**Problem requirements**
The records below must be transcribed exactly.

── Given data ──

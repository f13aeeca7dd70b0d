//! # ddev Docker Lifecycle Operations
//!
//! File: cli/src/common/docker/lifecycle.rs
//!
//! ## Overview
//!
//! State-changing container operations: start, stop, remove. Each is
//! idempotent from the caller's perspective — the Docker API's 304
//! ("already in that state") responses are treated as success, and
//! removing a missing container succeeds.
//!
use crate::core::error::{DdevError, Result};
use anyhow::anyhow;
use bollard::container::{RemoveContainerOptions, StartContainerOptions, StopContainerOptions};
use tracing::{debug, info, instrument, warn};

use super::connect::connect;
use super::state::container_running;

/// Starts a stopped container. Already-running (304) is success.
#[instrument(skip(name_or_id), fields(container = %name_or_id))]
pub async fn start_container(name_or_id: &str) -> Result<()> {
    let docker = connect().await?;
    debug!("Starting container '{}'", name_or_id);
    match docker
        .start_container(name_or_id, None::<StartContainerOptions<String>>)
        .await
    {
        Ok(_) => {
            info!("Container '{}' started.", name_or_id);
            Ok(())
        }
        Err(bollard::errors::Error::DockerResponseServerError {
            status_code: 304, ..
        }) => {
            debug!("Container '{}' was already running.", name_or_id);
            Ok(())
        }
        Err(bollard::errors::Error::DockerResponseServerError {
            status_code: 404, ..
        }) => Err(anyhow!(DdevError::not_found("container", name_or_id, ""))),
        Err(e) => Err(anyhow!(DdevError::DockerApi { source: e })
            .context(format!("Failed to start container '{}'", name_or_id))),
    }
}

/// Stops a running container, giving it `timeout_secs` to exit gracefully.
/// Already-stopped (304) and missing (404) are success.
#[instrument(skip(name_or_id), fields(container = %name_or_id))]
pub async fn stop_container(name_or_id: &str, timeout_secs: Option<i64>) -> Result<()> {
    let docker = connect().await?;
    let options = timeout_secs.map(|t| StopContainerOptions { t });
    debug!("Stopping container '{}'", name_or_id);
    match docker.stop_container(name_or_id, options).await {
        Ok(_) => {
            info!("Container '{}' stopped.", name_or_id);
            Ok(())
        }
        Err(bollard::errors::Error::DockerResponseServerError {
            status_code: 304, ..
        }) => {
            debug!("Container '{}' was already stopped.", name_or_id);
            Ok(())
        }
        Err(bollard::errors::Error::DockerResponseServerError {
            status_code: 404, ..
        }) => {
            debug!("Container '{}' not found, nothing to stop.", name_or_id);
            Ok(())
        }
        Err(e) => Err(anyhow!(DdevError::DockerApi { source: e })
            .context(format!("Failed to stop container '{}'", name_or_id))),
    }
}

/// Removes a container. A missing container is success; a running one is
/// an error unless `force` is set.
#[instrument(skip(name_or_id), fields(container = %name_or_id))]
pub async fn remove_container(name_or_id: &str, force: bool) -> Result<()> {
    let docker = connect().await?;
    if !force && container_running(name_or_id).await? {
        return Err(anyhow!(DdevError::Precondition(format!(
            "container '{}' is running; stop it first",
            name_or_id
        ))));
    }
    let options = RemoveContainerOptions {
        force,
        v: false,
        ..Default::default()
    };
    match docker.remove_container(name_or_id, Some(options)).await {
        Ok(_) => {
            info!("Container '{}' removed.", name_or_id);
            Ok(())
        }
        Err(bollard::errors::Error::DockerResponseServerError {
            status_code: 404, ..
        }) => {
            warn!("Container '{}' not found, nothing to remove.", name_or_id);
            Ok(())
        }
        Err(e) => Err(anyhow!(DdevError::DockerApi { source: e })
            .context(format!("Failed to remove container '{}'", name_or_id))),
    }
}
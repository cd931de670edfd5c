use std::str::FromStr;

use serde::{Deserialize, Serialize};
use sqlx::FromRow;

use crate::error::AppError;

#[derive(Debug, Clone, Copy, PartialEq, Eq, Serialize, Deserialize, sqlx::Type)]
#[serde(rename_all = "UPPERCASE", try_from = "String")]
#[sqlx(rename_all = "UPPERCASE")]
pub enum AttendanceStatus {
    Present,
    Excused,
    Sick,
}

impl FromStr for AttendanceStatus {
    type Err = AppError;

    /// Accepts the English names and the dashboard's HADIR/IZIN/SAKIT.
    fn from_str(s: &str) -> Result<Self, Self::Err> {
        match s.trim().to_uppercase().as_str() {
            "PRESENT" | "HADIR" => Ok(AttendanceStatus::Present),
            "EXCUSED" | "IZIN" => Ok(AttendanceStatus::Excused),
            "SICK" | "SAKIT" => Ok(AttendanceStatus::Sick),
            _ => Err(AppError::Validation(format!("Invalid status: {}", s))),
        }
    }
}

impl TryFrom<String> for AttendanceStatus {
    type Error = AppError;

    fn try_from(value: String) -> Result<Self, Self::Error> {
        value.parse()
    }
}

#[derive(Debug, Clone, Serialize, Deserialize, FromRow)]
#[serde(rename_all = "camelCase")]
pub struct Attendance {
    pub id: String,
    pub user_id: String,
    pub schedule_id: String,
    pub status: AttendanceStatus,
    pub student_name: Option<String>,
    pub student_email: Option<String>,
    pub schedule_title: Option<String>,
    pub created_by: String,
    pub updated_by: String,
    pub deleted: bool,
    pub deleted_at: Option<String>,
    pub deleted_by: Option<String>,
    pub created_at: String,
    pub updated_at: String,
}

#[derive(Debug, Clone, Default, Deserialize)]
pub struct SubmitAttendanceRequest {
    pub status: Option<String>,
}

impl SubmitAttendanceRequest {
    pub fn validate(self) -> Result<AttendanceStatus, AppError> {
        match self.status.as_deref().map(str::trim).filter(|s| !s.is_empty()) {
            Some(status) => status.parse(),
            None => Err(AppError::Validation("Missing required fields: status".to_string())),
        }
    }
}

#[derive(Debug, Clone, Default, Deserialize)]
#[serde(rename_all = "camelCase")]
pub struct AttendanceQuery {
    #[serde(alias = "jadwalId")]
    pub schedule_id: Option<String>,
    pub user_id: Option<String>,
}

#[cfg(test)]
mod tests {
    use super::*;

    #[test]
    fn test_status_accepts_legacy_names() {
        assert_eq!("hadir".parse::<AttendanceStatus>().unwrap(), AttendanceStatus::Present);
        assert_eq!("IZIN".parse::<AttendanceStatus>().unwrap(), AttendanceStatus::Excused);
        assert_eq!("Sakit".parse::<AttendanceStatus>().unwrap(), AttendanceStatus::Sick);
        assert_eq!("present".parse::<AttendanceStatus>().unwrap(), AttendanceStatus::Present);
        assert!("LATE".parse::<AttendanceStatus>().is_err());
    }

    #[test]
    fn test_submit_requires_status() {
        let req = SubmitAttendanceRequest { status: None };
        assert!(matches!(req.validate(), Err(AppError::Validation(_))));

        let req = SubmitAttendanceRequest { status: Some("SICK".to_string()) };
        assert_eq!(req.validate().unwrap(), AttendanceStatus::Sick);
    }

    #[test]
    fn test_status_serializes_canonically() {
        assert_eq!(serde_json::to_string(&AttendanceStatus::Excused).unwrap(), "\"EXCUSED\"");
    }
}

───

**Solution for this problem**
repository f13aeeca7dd70b0d
//! # ddev Docker Lifecycle Operations
//!
//! File: cli/src/common/docker/lifecycle.rs
//!
//! ## Overview
//!
//! State-changing container operations: start, stop, remove. Each is
//! idempotent from the caller's perspective — the Docker API's 304
//! ("already in that state") responses are treated as success, and
//! removing a missing container succeeds.
//!
use crate::core::error::{DdevError, Result};
use anyhow::anyhow;
use bollard::container::{RemoveContainerOptions, StartContainerOptions, StopContainerOptions};
use tracing::{debug, info, instrument, warn};

use super::connect::connect;
use super::state::container_running;

/// Starts a stopped container. Already-running (304) is success.
#[instrument(skip(name_or_id), fields(container = %name_or_id))]
pub async fn start_container(name_or_id: &str) -> Result<()> {
    let docker = connect().await?;
    debug!("Starting container '{}'", name_or_id);
    match docker
        .start_container(name_or_id, None::<StartContainerOptions<String>>)
        .await
    {
        Ok(_) => {
            info!("Container '{}' started.", name_or_id);
            Ok(())
        }
        Err(bollard::errors::Error::DockerResponseServerError {
            status_code: 304, ..
        }) => {
            debug!("Container '{}' was already running.", name_or_id);
            Ok(())
        }
        Err(bollard::errors::Error::DockerResponseServerError {
            status_code: 404, ..
        }) => Err(anyhow!(DdevError::not_found("container", name_or_id, ""))),
        Err(e) => Err(anyhow!(DdevError::DockerApi { source: e })
            .context(format!("Failed to start container '{}'", name_or_id))),
    }
}

/// Stops a running container, giving it `timeout_secs` to exit gracefully.
/// Already-stopped (304) and missing (404) are success.
#[instrument(skip(name_or_id), fields(container = %name_or_id))]
pub async fn stop_container(name_or_id: &str, timeout_secs: Option<i64>) -> Result<()> {
    let docker = connect().await?;
    let options = timeout_secs.map(|t| StopContainerOptions { t });
    debug!("Stopping container '{}'", name_or_id);
    match docker.stop_container(name_or_id, options).await {
        Ok(_) => {
            info!("Container '{}' stopped.", name_or_id);
            Ok(())
        }
        Err(bollard::errors::Error::DockerResponseServerError {
            status_code: 304, ..
        }) => {
            debug!("Container '{}' was already stopped.", name_or_id);
            Ok(())
        }
        Err(bollard::errors::Error::DockerResponseServerError {
            status_code: 404, ..
        }) => {
            debug!("Container '{}' not found, nothing to stop.", name_or_id);
            Ok(())
        }
        Err(e) => Err(anyhow!(DdevError::DockerApi { source: e })
            .context(format!("Failed to stop container '{}'", name_or_id))),
    }
}

/// Removes a container. A missing container is success; a running one is
/// an error unless `force` is set.
#[instrument(skip(name_or_id), fields(container = %name_or_id))]
pub async fn remove_container(name_or_id: &str, force: bool) -> Result<()> {
    let docker = connect().await?;
    if !force && container_running(name_or_id).await? {
        return Err(anyhow!(DdevError::Precondition(format!(
            "container '{}' is running; stop it first",
            name_or_id
        ))));
    }
    let options = RemoveContainerOptions {
        force,
        v: false,
        ..Default::default()
    };
    match docker.remove_container(name_or_id, Some(options)).await {
        Ok(_) => {
            info!("Container '{}' removed.", name_or_id);
            Ok(())
        }
        Err(bollard::errors::Error::DockerResponseServerError {
            status_code: 404, ..
        }) => {
            warn!("Container '{}' not found, nothing to remove.", name_or_id);
            Ok(())
        }
        Err(e) => Err(anyhow!(DdevError::DockerApi { source: e })
            .context(format!("Failed to remove container '{}'", name_or_id))),
    }
}
repository cd931de670edfd5c
use std::str::FromStr;

use serde::{Deserialize, Serialize};
use sqlx::FromRow;

use crate::error::AppError;

#[derive(Debug, Clone, Copy, PartialEq, Eq, Serialize, Deserialize, sqlx::Type)]
#[serde(rename_all = "UPPERCASE", try_from = "String")]
#[sqlx(rename_all = "UPPERCASE")]
pub enum AttendanceStatus {
    Present,
    Excused,
    Sick,
}

impl FromStr for AttendanceStatus {
    type Err = AppError;

    /// Accepts the English names and the dashboard's HADIR/IZIN/SAKIT.
    fn from_str(s: &str) -> Result<Self, Self::Err> {
        match s.trim().to_uppercase().as_str() {
            "PRESENT" | "HADIR" => Ok(AttendanceStatus::Present),
            "EXCUSED" | "IZIN" => Ok(AttendanceStatus::Excused),
            "SICK" | "SAKIT" => Ok(AttendanceStatus::Sick),
            _ => Err(AppError::Validation(format!("Invalid status: {}", s))),
        }
    }
}

impl TryFrom<String> for AttendanceStatus {
    type Error = AppError;

    fn try_from(value: String) -> Result<Self, Self::Error> {
        value.parse()
    }
}

#[derive(Debug, Clone, Serialize, Deserialize, FromRow)]
#[serde(rename_all = "camelCase")]
pub struct Attendance {
    pub id: String,
    pub user_id: String,
    pub schedule_id: String,
    pub status: AttendanceStatus,
    pub student_name: Option<String>,
    pub student_email: Option<String>,
    pub schedule_title: Option<String>,
    pub created_by: String,
    pub updated_by: String,
    pub deleted: bool,
    pub deleted_at: Option<String>,
    pub deleted_by: Option<String>,
    pub created_at: String,
    pub updated_at: String,
}

#[derive(Debug, Clone, Default, Deserialize)]
pub struct SubmitAttendanceRequest {
    pub status: Option<String>,
}

impl SubmitAttendanceRequest {
    pub fn validate(self) -> Result<AttendanceStatus, AppError> {
        match self.status.as_deref().map(str::trim).filter(|s| !s.is_empty()) {
            Some(status) => status.parse(),
            None => Err(AppError::Validation("Missing required fields: status".to_string())),
        }
    }
}

#[derive(Debug, Clone, Default, Deserialize)]
#[serde(rename_all = "camelCase")]
pub struct AttendanceQuery {
    #[serde(alias = "jadwalId")]
    pub schedule_id: Option<String>,
    pub user_id: Option<String>,
}

#[cfg(test)]
mod tests {
    use super::*;

    #[test]
    fn test_status_accepts_legacy_names() {
        assert_eq!("hadir".parse::<AttendanceStatus>().unwrap(), AttendanceStatus::Present);
        assert_eq!("IZIN".parse::<AttendanceStatus>().unwrap(), AttendanceStatus::Excused);
        assert_eq!("Sakit".parse::<AttendanceStatus>().unwrap(), AttendanceStatus::Sick);
        assert_eq!("present".parse::<AttendanceStatus>().unwrap(), AttendanceStatus::Present);
        assert!("LATE".parse::<AttendanceStatus>().is_err());
    }

    #[test]
    fn test_submit_requires_status() {
        let req = SubmitAttendanceRequest { status: None };
        assert!(matches!(req.validate(), Err(AppError::Validation(_))));

        let req = SubmitAttendanceRequest { status: Some("SICK".to_string()) };
        assert_eq!(req.validate().unwrap(), AttendanceStatus::Sick);
    }

    #[test]
    fn test_status_serializes_canonically() {
        assert_eq!(serde_json::to_string(&AttendanceStatus::Excused).unwrap(), "\"EXCUSED\"");
    }
}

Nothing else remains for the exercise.